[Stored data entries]
------------------------------
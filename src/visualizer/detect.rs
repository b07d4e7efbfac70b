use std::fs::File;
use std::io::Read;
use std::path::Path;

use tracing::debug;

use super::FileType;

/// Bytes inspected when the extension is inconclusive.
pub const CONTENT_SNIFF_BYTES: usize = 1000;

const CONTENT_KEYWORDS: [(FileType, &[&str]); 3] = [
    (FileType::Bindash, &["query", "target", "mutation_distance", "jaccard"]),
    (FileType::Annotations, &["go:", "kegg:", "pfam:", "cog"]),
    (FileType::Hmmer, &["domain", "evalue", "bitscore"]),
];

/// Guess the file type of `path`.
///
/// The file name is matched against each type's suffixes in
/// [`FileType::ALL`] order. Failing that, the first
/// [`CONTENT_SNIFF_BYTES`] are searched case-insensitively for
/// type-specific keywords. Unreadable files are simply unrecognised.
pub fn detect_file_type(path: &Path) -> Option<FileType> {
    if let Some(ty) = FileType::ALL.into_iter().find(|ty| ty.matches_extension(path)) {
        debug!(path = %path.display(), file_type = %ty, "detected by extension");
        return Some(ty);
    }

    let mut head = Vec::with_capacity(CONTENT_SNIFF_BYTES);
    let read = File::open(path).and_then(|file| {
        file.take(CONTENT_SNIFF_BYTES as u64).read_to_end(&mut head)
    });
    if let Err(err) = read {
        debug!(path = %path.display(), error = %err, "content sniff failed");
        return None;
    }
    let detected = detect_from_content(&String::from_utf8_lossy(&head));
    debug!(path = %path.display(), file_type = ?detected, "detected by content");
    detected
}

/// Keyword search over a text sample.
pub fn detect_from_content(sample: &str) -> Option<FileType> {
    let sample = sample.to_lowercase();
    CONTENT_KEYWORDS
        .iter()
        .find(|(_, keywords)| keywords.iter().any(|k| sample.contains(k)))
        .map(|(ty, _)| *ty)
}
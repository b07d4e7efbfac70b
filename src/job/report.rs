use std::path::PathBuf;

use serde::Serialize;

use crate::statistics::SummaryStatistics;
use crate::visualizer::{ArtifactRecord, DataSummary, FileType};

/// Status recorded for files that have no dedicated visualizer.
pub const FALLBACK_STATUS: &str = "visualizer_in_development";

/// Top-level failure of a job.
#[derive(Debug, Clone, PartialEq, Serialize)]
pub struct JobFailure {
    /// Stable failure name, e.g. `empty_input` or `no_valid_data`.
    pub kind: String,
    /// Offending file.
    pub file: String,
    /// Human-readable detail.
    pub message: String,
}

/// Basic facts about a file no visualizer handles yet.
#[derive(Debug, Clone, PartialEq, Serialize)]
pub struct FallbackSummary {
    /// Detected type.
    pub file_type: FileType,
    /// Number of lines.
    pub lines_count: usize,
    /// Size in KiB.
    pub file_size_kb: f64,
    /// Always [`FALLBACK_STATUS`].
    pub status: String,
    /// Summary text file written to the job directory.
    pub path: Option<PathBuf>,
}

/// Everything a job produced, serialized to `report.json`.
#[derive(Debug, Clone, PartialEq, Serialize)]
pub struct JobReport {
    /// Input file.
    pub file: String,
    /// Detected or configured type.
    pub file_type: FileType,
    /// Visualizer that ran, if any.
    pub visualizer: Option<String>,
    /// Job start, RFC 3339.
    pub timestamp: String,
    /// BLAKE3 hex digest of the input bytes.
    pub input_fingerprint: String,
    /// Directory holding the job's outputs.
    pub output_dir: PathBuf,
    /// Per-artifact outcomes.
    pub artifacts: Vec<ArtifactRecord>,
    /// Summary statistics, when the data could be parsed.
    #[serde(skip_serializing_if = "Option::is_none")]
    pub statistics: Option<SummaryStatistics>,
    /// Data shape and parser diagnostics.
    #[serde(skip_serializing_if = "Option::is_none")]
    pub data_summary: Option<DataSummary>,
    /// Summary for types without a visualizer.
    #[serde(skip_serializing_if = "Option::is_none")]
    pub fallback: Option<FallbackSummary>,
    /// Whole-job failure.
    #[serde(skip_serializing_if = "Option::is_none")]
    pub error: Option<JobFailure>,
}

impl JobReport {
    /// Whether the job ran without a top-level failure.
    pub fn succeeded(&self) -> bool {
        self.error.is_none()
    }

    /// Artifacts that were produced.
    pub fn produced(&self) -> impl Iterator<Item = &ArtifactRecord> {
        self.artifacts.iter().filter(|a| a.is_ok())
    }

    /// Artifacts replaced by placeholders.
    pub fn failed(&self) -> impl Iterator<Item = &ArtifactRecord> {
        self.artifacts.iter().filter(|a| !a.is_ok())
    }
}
------------------------------
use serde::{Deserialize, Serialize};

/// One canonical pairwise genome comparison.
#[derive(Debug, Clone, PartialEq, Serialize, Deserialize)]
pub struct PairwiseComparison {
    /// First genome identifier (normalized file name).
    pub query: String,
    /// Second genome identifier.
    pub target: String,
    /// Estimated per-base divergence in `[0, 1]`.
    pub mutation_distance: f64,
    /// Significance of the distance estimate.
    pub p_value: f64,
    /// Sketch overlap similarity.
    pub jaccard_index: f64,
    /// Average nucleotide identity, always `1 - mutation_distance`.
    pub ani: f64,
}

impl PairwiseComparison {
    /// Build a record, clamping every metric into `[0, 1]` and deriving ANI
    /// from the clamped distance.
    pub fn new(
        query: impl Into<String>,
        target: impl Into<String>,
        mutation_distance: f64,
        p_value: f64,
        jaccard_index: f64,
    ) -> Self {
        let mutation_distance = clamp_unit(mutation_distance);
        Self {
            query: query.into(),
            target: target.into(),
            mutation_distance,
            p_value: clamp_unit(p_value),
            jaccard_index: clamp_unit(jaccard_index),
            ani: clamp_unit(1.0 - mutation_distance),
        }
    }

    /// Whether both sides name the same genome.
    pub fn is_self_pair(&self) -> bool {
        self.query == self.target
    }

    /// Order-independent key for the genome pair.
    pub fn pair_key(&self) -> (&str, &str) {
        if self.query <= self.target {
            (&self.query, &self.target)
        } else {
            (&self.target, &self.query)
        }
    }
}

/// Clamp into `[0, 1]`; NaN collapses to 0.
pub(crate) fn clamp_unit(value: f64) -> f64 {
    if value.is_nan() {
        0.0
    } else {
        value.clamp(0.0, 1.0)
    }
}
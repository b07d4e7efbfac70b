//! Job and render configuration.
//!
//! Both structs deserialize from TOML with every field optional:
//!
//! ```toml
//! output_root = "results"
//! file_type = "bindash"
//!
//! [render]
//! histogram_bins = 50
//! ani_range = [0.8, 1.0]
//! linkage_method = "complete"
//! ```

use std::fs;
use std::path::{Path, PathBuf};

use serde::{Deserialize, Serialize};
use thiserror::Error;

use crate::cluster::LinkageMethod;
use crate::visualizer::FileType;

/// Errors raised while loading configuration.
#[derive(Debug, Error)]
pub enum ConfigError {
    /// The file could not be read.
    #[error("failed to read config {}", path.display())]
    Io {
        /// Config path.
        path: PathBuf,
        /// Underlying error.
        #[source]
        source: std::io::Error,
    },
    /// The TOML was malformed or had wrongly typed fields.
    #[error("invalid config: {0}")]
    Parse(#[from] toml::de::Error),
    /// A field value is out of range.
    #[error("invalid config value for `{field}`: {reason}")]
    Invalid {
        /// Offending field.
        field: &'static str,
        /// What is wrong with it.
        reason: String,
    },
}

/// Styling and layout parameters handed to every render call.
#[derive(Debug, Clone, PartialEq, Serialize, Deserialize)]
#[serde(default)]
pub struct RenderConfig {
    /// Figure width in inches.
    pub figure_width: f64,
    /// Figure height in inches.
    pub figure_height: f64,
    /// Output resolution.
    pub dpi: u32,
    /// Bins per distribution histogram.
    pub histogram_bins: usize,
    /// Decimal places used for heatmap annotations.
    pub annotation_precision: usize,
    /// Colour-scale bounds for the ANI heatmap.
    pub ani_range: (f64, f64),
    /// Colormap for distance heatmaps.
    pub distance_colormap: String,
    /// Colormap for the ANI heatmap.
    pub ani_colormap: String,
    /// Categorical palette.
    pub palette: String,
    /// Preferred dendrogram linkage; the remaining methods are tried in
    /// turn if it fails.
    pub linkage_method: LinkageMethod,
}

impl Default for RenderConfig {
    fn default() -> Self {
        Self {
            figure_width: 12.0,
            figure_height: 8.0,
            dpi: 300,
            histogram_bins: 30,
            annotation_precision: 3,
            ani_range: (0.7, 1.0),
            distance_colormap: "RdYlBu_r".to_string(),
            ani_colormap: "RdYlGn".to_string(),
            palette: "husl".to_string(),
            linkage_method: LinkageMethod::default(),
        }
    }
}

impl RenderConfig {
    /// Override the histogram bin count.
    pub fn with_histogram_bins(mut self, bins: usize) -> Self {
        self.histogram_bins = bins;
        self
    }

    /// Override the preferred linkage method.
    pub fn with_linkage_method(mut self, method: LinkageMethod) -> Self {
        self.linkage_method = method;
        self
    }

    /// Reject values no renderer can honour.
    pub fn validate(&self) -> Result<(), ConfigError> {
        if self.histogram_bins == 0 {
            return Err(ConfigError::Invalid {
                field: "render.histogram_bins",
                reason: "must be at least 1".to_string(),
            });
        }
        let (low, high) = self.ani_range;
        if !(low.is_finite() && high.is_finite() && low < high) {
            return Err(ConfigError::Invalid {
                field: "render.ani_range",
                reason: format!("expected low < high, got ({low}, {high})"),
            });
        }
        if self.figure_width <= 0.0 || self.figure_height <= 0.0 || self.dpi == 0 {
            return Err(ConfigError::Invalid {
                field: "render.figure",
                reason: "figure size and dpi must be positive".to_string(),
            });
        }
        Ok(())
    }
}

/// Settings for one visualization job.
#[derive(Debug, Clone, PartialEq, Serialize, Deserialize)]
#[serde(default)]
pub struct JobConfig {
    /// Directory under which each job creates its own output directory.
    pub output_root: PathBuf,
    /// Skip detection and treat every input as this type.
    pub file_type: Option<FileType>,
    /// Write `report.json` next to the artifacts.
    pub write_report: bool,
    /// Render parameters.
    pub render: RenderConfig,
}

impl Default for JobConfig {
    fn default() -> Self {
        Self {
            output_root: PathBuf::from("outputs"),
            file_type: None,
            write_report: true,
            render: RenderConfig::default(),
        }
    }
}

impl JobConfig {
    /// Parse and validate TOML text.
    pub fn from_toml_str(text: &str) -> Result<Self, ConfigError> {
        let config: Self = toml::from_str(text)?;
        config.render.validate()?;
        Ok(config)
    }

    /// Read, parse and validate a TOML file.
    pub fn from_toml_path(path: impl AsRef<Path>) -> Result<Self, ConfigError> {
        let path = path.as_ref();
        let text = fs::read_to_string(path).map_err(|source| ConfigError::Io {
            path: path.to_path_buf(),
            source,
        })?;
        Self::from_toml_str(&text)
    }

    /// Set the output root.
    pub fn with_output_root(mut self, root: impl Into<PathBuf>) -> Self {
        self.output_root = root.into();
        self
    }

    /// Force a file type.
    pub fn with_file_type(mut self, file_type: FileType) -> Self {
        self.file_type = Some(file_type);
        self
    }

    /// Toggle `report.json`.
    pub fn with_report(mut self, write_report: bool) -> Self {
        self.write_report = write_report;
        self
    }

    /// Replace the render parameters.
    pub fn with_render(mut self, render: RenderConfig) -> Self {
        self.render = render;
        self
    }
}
------------------------------
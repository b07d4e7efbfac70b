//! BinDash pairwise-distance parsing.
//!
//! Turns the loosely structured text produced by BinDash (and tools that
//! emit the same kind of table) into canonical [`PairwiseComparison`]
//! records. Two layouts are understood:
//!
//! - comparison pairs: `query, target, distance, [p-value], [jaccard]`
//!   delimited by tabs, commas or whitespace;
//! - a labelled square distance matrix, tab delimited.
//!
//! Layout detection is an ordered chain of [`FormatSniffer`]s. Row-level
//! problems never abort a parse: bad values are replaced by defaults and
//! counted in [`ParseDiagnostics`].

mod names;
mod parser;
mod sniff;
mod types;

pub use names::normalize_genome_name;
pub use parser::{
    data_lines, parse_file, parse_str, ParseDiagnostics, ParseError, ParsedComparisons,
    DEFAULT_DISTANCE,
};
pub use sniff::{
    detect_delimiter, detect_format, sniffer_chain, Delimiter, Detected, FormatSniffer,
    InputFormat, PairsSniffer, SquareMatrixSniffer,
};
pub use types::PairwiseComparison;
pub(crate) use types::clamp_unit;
------------------------------
WHAT TO PRODUCE – Your task is to list each line of the records with the word "const".

SOLUTION –
pub const CONTENT_SNIFF_BYTES: usize = 1000;
const CONTENT_KEYWORDS: [(FileType, &[&str]); 3] = [
pub const FALLBACK_STATUS: &str = "visualizer_in_development";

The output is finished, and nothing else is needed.